What the task requires » Each line from the opening of the records that follow to the line with "pub const OWNER_SUMMARY: &str" needs to be written out exactly. Add nothing.

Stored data
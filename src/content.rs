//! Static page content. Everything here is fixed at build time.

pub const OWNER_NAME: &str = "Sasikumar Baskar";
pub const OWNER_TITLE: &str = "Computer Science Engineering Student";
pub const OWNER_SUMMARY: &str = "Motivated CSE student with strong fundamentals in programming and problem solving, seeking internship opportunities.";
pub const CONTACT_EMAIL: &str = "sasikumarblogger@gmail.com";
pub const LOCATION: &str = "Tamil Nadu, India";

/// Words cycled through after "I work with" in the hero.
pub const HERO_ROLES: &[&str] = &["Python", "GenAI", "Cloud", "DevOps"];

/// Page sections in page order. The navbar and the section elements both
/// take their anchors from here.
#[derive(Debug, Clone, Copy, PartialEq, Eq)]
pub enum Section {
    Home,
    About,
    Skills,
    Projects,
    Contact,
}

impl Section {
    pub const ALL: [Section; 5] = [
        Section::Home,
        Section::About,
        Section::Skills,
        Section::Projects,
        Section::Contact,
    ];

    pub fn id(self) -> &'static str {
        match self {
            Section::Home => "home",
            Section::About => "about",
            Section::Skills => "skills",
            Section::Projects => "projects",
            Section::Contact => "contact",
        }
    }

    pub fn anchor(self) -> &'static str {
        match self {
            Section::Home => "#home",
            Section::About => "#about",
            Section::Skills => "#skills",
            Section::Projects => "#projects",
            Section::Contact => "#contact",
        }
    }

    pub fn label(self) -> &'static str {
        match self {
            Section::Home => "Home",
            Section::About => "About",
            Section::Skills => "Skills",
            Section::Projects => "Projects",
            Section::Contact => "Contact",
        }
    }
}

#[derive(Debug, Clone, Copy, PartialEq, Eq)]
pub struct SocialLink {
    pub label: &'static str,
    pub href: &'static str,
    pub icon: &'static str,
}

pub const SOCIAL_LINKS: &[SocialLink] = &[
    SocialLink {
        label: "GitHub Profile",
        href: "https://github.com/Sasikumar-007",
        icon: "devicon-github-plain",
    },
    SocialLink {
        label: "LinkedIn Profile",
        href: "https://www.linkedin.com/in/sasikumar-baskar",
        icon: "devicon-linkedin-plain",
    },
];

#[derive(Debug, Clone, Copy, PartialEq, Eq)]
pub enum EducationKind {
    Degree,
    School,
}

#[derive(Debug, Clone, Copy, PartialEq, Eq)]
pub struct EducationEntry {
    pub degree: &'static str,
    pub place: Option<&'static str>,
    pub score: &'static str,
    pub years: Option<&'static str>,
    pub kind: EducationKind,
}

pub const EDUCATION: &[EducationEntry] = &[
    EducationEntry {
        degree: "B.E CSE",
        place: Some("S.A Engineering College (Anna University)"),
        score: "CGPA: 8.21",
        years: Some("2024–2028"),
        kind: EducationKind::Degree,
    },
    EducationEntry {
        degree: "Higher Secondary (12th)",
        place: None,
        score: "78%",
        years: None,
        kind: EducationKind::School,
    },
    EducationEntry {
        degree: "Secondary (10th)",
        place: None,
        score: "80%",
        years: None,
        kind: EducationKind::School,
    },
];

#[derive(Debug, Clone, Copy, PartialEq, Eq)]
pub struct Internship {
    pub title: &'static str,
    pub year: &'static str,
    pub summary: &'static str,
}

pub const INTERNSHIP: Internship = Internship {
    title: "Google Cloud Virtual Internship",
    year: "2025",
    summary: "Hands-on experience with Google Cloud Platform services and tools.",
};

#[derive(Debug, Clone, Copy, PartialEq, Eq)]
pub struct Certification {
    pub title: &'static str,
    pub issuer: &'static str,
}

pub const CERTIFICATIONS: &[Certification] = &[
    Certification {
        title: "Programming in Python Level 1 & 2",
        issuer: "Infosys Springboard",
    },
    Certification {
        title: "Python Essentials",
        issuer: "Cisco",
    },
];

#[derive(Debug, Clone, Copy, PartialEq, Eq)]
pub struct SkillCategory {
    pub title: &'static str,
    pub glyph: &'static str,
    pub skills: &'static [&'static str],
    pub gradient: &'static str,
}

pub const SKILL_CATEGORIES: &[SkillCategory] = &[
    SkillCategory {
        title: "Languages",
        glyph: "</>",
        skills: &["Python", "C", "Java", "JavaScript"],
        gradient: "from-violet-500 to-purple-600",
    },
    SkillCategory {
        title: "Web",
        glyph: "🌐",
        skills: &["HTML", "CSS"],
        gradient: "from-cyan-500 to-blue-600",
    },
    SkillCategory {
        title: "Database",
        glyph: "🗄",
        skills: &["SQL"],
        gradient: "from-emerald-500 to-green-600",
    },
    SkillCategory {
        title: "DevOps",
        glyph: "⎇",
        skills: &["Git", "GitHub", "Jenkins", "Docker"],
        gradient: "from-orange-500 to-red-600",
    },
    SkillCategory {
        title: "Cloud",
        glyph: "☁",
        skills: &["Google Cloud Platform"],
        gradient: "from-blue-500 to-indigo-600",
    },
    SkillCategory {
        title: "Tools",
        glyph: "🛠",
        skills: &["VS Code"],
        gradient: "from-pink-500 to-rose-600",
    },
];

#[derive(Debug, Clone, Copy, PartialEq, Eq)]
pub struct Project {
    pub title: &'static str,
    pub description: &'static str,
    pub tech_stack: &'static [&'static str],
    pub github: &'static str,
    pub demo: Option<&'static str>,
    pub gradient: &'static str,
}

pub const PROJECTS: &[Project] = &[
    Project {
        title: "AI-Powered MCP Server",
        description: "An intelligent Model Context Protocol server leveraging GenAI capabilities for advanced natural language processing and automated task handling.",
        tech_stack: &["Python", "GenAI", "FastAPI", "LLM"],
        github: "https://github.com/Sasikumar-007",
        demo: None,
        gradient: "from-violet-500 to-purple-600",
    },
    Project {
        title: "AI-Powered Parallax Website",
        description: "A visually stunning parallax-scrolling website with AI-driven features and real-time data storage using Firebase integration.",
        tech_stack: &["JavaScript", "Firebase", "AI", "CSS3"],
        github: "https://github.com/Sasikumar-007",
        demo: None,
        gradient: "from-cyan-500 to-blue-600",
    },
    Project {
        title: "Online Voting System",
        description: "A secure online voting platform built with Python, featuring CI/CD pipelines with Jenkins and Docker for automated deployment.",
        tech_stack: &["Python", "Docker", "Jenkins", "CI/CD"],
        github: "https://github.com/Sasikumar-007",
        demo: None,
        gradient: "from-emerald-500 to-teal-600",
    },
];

Task solution »
filename src/content.rs
//! Static page content. Everything here is fixed at build time.

pub const OWNER_NAME: &str = "Sasikumar Baskar";
pub const OWNER_TITLE: &str = "Computer Science Engineering Student";
pub const OWNER_SUMMARY: &str = "Motivated CSE student with strong fundamentals in programming and problem solving, seeking internship opportunities.";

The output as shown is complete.